Pour en revenir à l’incident japonais, que peut-on comprendre ? Le Japon a un statut très particulier sur le terrain de l’atome vu que le pays fut brûlé dans sa chair par l’arme atomique et aujourd’hui encore la blessure est plus que vive. La littérature, le manga, toute la culture suppure par la plaie irradiée et au moindre incident une centrale devient immédiatement un sujet terrifiant. Bien sûr que cette peur est légitime mais attention à ne pas grossir quelque chose d’anodin. D’une certaine manière, ce pays vit avec la technologie avec une telle symbiose qu’il nous est à nous, européens, impossible d’en comprendre toutes les complexités. Qui de nous peut se prétendre vraiment totalement connecté ? Une visioconférence dans la rue ne surprend personne là-bas, les débits internet sont ahurissants et la quantité de biens de haute technologie par habitant est carrément hors de portée du vieux continent. De fait, tout cela consomme… et nécessite beaucoup de puissance. Débat sans fin entre propreté mais peu productive et besoins sans cesse en progression.

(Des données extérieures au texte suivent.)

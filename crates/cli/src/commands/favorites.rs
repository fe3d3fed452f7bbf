//! Favorites commands.
//!
//! Favorites are stored locally next to the session token. `sync` pushes
//! them to the server-side favorite flags of the signed-in account.

use std::collections::HashSet;

use clap::Subcommand;
use luxtime_core::WatchId;
use serde::Serialize;

use super::{CommandError, Context, print_json};

#[derive(Subcommand)]
pub enum FavoriteAction {
    /// List local favorites
    List,
    /// Flip a listing's favorite state
    Toggle {
        /// Listing ID
        id: String,
    },
    /// Favorite a listing
    Add {
        /// Listing ID
        id: String,
    },
    /// Unfavorite a listing
    Remove {
        /// Listing ID
        id: String,
    },
    /// Flag every local favorite on the server
    Sync,
}

#[derive(Serialize)]
struct FavoriteState<'a> {
    id: &'a str,
    is_favorite: bool,
    changed: bool,
}

#[derive(Serialize)]
struct SyncReport {
    pushed: Vec<WatchId>,
    skipped: Vec<String>,
}

pub async fn run(ctx: &Context, action: FavoriteAction) -> Result<(), CommandError> {
    let favorites = &ctx.favorites;
    match action {
        FavoriteAction::List => print_json(&favorites.ids()),
        FavoriteAction::Toggle { id } => {
            let is_favorite = favorites.toggle(&id)?;
            print_json(&FavoriteState {
                id: &id,
                is_favorite,
                changed: true,
            })
        }
        FavoriteAction::Add { id } => {
            let changed = favorites.add(&id)?;
            print_json(&FavoriteState {
                id: &id,
                is_favorite: true,
                changed,
            })
        }
        FavoriteAction::Remove { id } => {
            let changed = favorites.remove(&id)?;
            print_json(&FavoriteState {
                id: &id,
                is_favorite: false,
                changed,
            })
        }
        FavoriteAction::Sync => sync(ctx).await,
    }
}

async fn sync(ctx: &Context) -> Result<(), CommandError> {
    ctx.require_user().await?;

    let on_server: HashSet<WatchId> = ctx
        .api
        .favorites()
        .await?
        .into_iter()
        .map(|watch| watch.id)
        .collect();

    let mut report = SyncReport {
        pushed: Vec::new(),
        skipped: Vec::new(),
    };

    for raw in ctx.favorites.ids() {
        let Ok(id) = raw.parse::<WatchId>() else {
            tracing::warn!("Skipping non-numeric favorite {raw:?}");
            report.skipped.push(raw);
            continue;
        };
        if on_server.contains(&id) {
            continue;
        }
        let toggled = ctx.api.toggle_favorite(id).await?;
        if toggled.is_favorite {
            report.pushed.push(id);
        } else {
            // Already flagged server-side; undo the flip.
            ctx.api.toggle_favorite(id).await?;
        }
    }

    tracing::info!("{} favorites pushed to the server", report.pushed.len());
    print_json(&report)
}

Bon nombre de personnes parlent de Tchernobyl comme d’une icône devant faire date dans l’histoire du nucléaire mondial, de sorte à vouloir prétendre à un « plus jamais ça ». Désolé de décevoir les rêveurs, mais tôt ou tard, peu importe où et peu importe pourquoi, il y aura un autre accident d’ampleur, peut-être pas à cette échelle mais, quoi qu’on fasse, le risque zéro n’existe pas. Un jour ou l’autre on annoncera une panne majeure ou un terrible accident dans une installation atomique quelconque. Les conséquences seront, une fois de plus minimisées puis mises en avant trop tard. Les gestionnaires de l’atome sont une armée dénuée d’uniforme, une grande muette qui ne se vante pas de ses bévues ou échecs probablement quotidiens. L’Homme dans son imperfection peut faire des erreurs, l’atome est parfait donc parfaitement impitoyable…

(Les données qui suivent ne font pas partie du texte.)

impl MockApi {
    /// Start a server on an ephemeral local port.
    ///
    /// # Panics
    ///
    /// Panics if no local port can be bound.
    pub async fn start() -> Self {
        let state = MockState::new();
        let app = router(state.clone());

        let listener = tokio::net::TcpListener::bind("127.0.0.1:0")
            .await
            .expect("bind mock API listener");
        let addr = listener.local_addr().expect("mock API address");
        let server = tokio::spawn(async move {
            axum::serve(listener, app).await.expect("serve mock API");
        });

        Self {
            addr,
            state,
            server,
        }
    }

    /// Base URL of the server.
    ///
    /// # Panics
    ///
    /// Never in practice; the address is always a valid URL host.
    #[must_use]
    pub fn url(&self) -> Url {
        Url::parse(&format!("http://{}", self.addr)).expect("mock API URL")
    }

    /// A client for this server over `storage`.
    ///
    /// # Panics
    ///
    /// Panics if the HTTP client cannot be built.
    #[must_use]
    pub fn client(&self, storage: SharedStore) -> ApiClient {
        ApiClient::with_base_url(self.url(), storage).expect("build API client")
    }

    /// A fresh session over in-memory storage, plus that storage.
    #[must_use]
    pub fn session(&self) -> (Session, Arc<MemoryStore>) {
        let storage = Arc::new(MemoryStore::new());
        (Session::new(self.client(storage.clone())), storage)
    }

    /// Create an account directly on the server. Returns its id.
    pub fn add_user(&self, full_name: &str, email: &str, password: &str, role: &str) -> i64 {
        self.state
            .data()
            .add_user(full_name, email, password, role)
            .id
    }

    /// Issue a valid token for an existing account, as a previous login would.
    ///
    /// # Panics
    ///
    /// Panics if no account has that email.
    #[must_use]
    pub fn token_for(&self, email: &str) -> String {
        let mut data = self.state.data();
        let id = data
            .users
            .iter()
            .find(|u| u.email == email)
            .map(|u| u.id)
            .expect("unknown mock user");
        data.issue_token(id)
    }

    /// Accept `token` as a bearer token for the account with `email`.
    ///
    /// # Panics
    ///
    /// Panics if no account has that email.
    pub fn grant_token(&self, email: &str, token: &str) {
        let mut data = self.state.data();
        let id = data
            .users
            .iter()
            .find(|u| u.email == email)
            .map(|u| u.id)
            .expect("unknown mock user");
        data.tokens.insert(token.to_string(), id);
    }

    /// Make every login answer with `status` and `body`.
    pub fn set_login_response(&self, status: StatusCode, body: Value) {
        self.state.data().login_override = Some((status, body));
    }

    /// Hold all following profile responses until released through the gate.
    #[must_use]
    pub fn hold_profile(&self) -> Arc<ResponseGate> {
        install_gate(&self.state.profile_gate)
    }

    /// Hold all following login responses until released through the gate.
    #[must_use]
    pub fn hold_login(&self) -> Arc<ResponseGate> {
        install_gate(&self.state.login_gate)
    }

    /// Every request received so far, oldest first.
    #[must_use]
    pub fn requests(&self) -> Vec<RecordedRequest> {
        self.state.data().requests.clone()
    }

    /// Requests received for `path` (without query).
    #[must_use]
    pub fn requests_to(&self, path: &str) -> Vec<RecordedRequest> {
        self.requests()
            .into_iter()
            .filter(|r| r.path == path)
            .collect()
    }

    /// JSON bodies received by write endpoints at `path`.
    #[must_use]
    pub fn bodies(&self, path: &str) -> Vec<Value> {
        self.state
            .data()
            .bodies
            .iter()
            .filter(|(p, _)| p == path)
            .map(|(_, body)| body.clone())
            .collect()
    }

    /// Server-side favorite flags.
    #[must_use]
    pub fn server_favorites(&self) -> Vec<i64> {
        self.state.data().favorites.iter().copied().collect()
    }

    /// Whether notification `id` still exists and is read.
    #[must_use]
    pub fn notification_read(&self, id: i64) -> Option<bool> {
        self.state
            .data()
            .notifications
            .iter()
            .find(|n| n.get("id").and_then(Value::as_i64) == Some(id))
            .and_then(|n| n.get("read").and_then(Value::as_bool))
    }
}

Des solutions ? Ne jouons pas les enfants, nos besoins ne sont plus en regard avec nos véritables nécessités, le superflu devient vital et revenir en arrière est impossible. Toutes les solutions de rechange sont et resteront encore un moment insuffisamment efficaces pour nous débarrasser de ces menaces en forme de champignons. Tout ce que j’espère c’est que des pays trop peu fortunés pour entretenir ces centrales vétustes auront le courage de demander de l’aide au monde pour ne plus voir une nouvelle zone interdite à toute forme de vie…

PS : des centrales de type Tchernobyl, c'est-à-dire construites à l’identique, sont encore en activité non seulement dans les anciennes républiques soviétiques mais aussi dans bon nombre de pays de l’ancien pacte de Varsovie.

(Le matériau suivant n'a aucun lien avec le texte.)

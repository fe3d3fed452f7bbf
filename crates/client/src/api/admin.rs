//! Admin dashboard endpoints. All require an admin token.

use luxtime_core::{
    AdminStore, AdminUser, DashboardStats, Evaluation, EvaluationId, EvaluationStatus, Evaluator,
    EvaluatorId, EvaluatorSummary, NewEvaluator, RecentActivity, StoreId, StoreStatus, UserId,
};
use serde::de::IgnoredAny;
use serde_json::json;
use tracing::instrument;

use super::{ApiClient, ApiError, ApiRequest};

impl ApiClient {
    async fn admin_update(&self, endpoint: String, body: serde_json::Value) -> Result<(), ApiError> {
        self.send::<IgnoredAny>(ApiRequest::put(endpoint).json(&body)?)
            .await
            .map(drop)
    }

    // =========================================================================
    // Users
    // =========================================================================

    /// All accounts (`GET /admin/users`).
    ///
    /// # Errors
    ///
    /// Returns `ApiError::Status` (403) for non-admin tokens.
    #[instrument(skip(self))]
    pub async fn admin_users(&self) -> Result<Vec<AdminUser>, ApiError> {
        self.get("/admin/users").await
    }

    /// Activate or suspend an account (`PUT /admin/users/{id}/status`).
    ///
    /// # Errors
    ///
    /// Returns `ApiError` on transport or server failures.
    #[instrument(skip(self))]
    pub async fn set_user_active(&self, id: UserId, active: bool) -> Result<(), ApiError> {
        self.admin_update(format!("/admin/users/{id}/status"), json!({ "is_active": active }))
            .await
    }

    // =========================================================================
    // Stores
    // =========================================================================

    /// All stores (`GET /admin/stores`).
    ///
    /// # Errors
    ///
    /// Returns `ApiError` on transport or server failures.
    #[instrument(skip(self))]
    pub async fn admin_stores(&self) -> Result<Vec<AdminStore>, ApiError> {
        self.get("/admin/stores").await
    }

    /// Approve or reject a store (`PUT /admin/stores/{id}/status`).
    ///
    /// `reason` is sent only when given, typically with a rejection.
    ///
    /// # Errors
    ///
    /// Returns `ApiError` on transport or server failures.
    #[instrument(skip(self))]
    pub async fn set_store_status(
        &self,
        id: StoreId,
        status: StoreStatus,
        reason: Option<&str>,
    ) -> Result<(), ApiError> {
        let mut body = json!({ "status": status });
        if let (Some(reason), Some(fields)) = (reason, body.as_object_mut()) {
            fields.insert("reason".to_string(), json!(reason));
        }
        self.admin_update(format!("/admin/stores/{id}/status"), body)
            .await
    }

    // =========================================================================
    // Evaluations
    // =========================================================================

    /// The evaluation queue (`GET /admin/evaluations`).
    ///
    /// # Errors
    ///
    /// Returns `ApiError` on transport or server failures.
    #[instrument(skip(self))]
    pub async fn admin_evaluations(&self) -> Result<Vec<Evaluation>, ApiError> {
        self.get("/admin/evaluations").await
    }

    /// Hand an evaluation to an evaluator (`PUT /admin/evaluations/{id}/assign`).
    ///
    /// # Errors
    ///
    /// Returns `ApiError` on transport or server failures.
    #[instrument(skip(self))]
    pub async fn assign_evaluator(
        &self,
        evaluation: EvaluationId,
        evaluator: EvaluatorId,
    ) -> Result<(), ApiError> {
        self.admin_update(
            format!("/admin/evaluations/{evaluation}/assign"),
            json!({ "evaluator_id": evaluator }),
        )
        .await
    }

    /// Move an evaluation along its workflow (`PUT /admin/evaluations/{id}/status`).
    ///
    /// # Errors
    ///
    /// Returns `ApiError` on transport or server failures.
    #[instrument(skip(self))]
    pub async fn set_evaluation_status(
        &self,
        id: EvaluationId,
        status: EvaluationStatus,
    ) -> Result<(), ApiError> {
        self.admin_update(format!("/admin/evaluations/{id}/status"), json!({ "status": status }))
            .await
    }

    // =========================================================================
    // Evaluators
    // =========================================================================

    /// All evaluators (`GET /admin/evaluators`).
    ///
    /// # Errors
    ///
    /// Returns `ApiError` on transport or server failures.
    #[instrument(skip(self))]
    pub async fn admin_evaluators(&self) -> Result<Vec<Evaluator>, ApiError> {
        self.get("/admin/evaluators").await
    }

    /// Evaluators that can take new work (`GET /admin/evaluators/available`).
    ///
    /// # Errors
    ///
    /// Returns `ApiError` on transport or server failures.
    #[instrument(skip(self))]
    pub async fn available_evaluators(&self) -> Result<Vec<EvaluatorSummary>, ApiError> {
        self.get("/admin/evaluators/available").await
    }

    /// Promote an existing account to evaluator (`POST /admin/evaluators`).
    ///
    /// # Errors
    ///
    /// Returns `ApiError` on transport or server failures.
    #[instrument(skip(self, evaluator), fields(user_id = %evaluator.user_id))]
    pub async fn create_evaluator(&self, evaluator: &NewEvaluator) -> Result<Evaluator, ApiError> {
        self.send(ApiRequest::post("/admin/evaluators").json(evaluator)?)
            .await
    }

    /// Activate or deactivate an evaluator (`PUT /admin/evaluators/{id}/status`).
    ///
    /// # Errors
    ///
    /// Returns `ApiError` on transport or server failures.
    #[instrument(skip(self))]
    pub async fn set_evaluator_active(&self, id: EvaluatorId, active: bool) -> Result<(), ApiError> {
        self.admin_update(
            format!("/admin/evaluators/{id}/status"),
            json!({ "is_active": active }),
        )
        .await
    }

    // =========================================================================
    // Dashboard
    // =========================================================================

    /// Headline counters (`GET /admin/dashboard/stats`).
    ///
    /// # Errors
    ///
    /// Returns `ApiError` on transport or server failures.
    #[instrument(skip(self))]
    pub async fn dashboard_stats(&self) -> Result<DashboardStats, ApiError> {
        self.get("/admin/dashboard/stats").await
    }

    /// Latest platform events (`GET /admin/dashboard/recent-activity`).
    ///
    /// # Errors
    ///
    /// Returns `ApiError` on transport or server failures.
    #[instrument(skip(self))]
    pub async fn recent_activity(&self) -> Result<Vec<RecentActivity>, ApiError> {
        self.get("/admin/dashboard/recent-activity").await
    }
}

A lire et à méditer sur la question:
La référence sur les "accidents" dramatiques et quasi inconnus du nucléaire

Tchernobyl bis à venir...

1 commentaire:

Anonyme a dit…

égoisme + consommation + insouciance = futures catastrophes en puissance. On pourra pas dire qu'on ne savait pas. Bravo pour cet article sans langue de bois.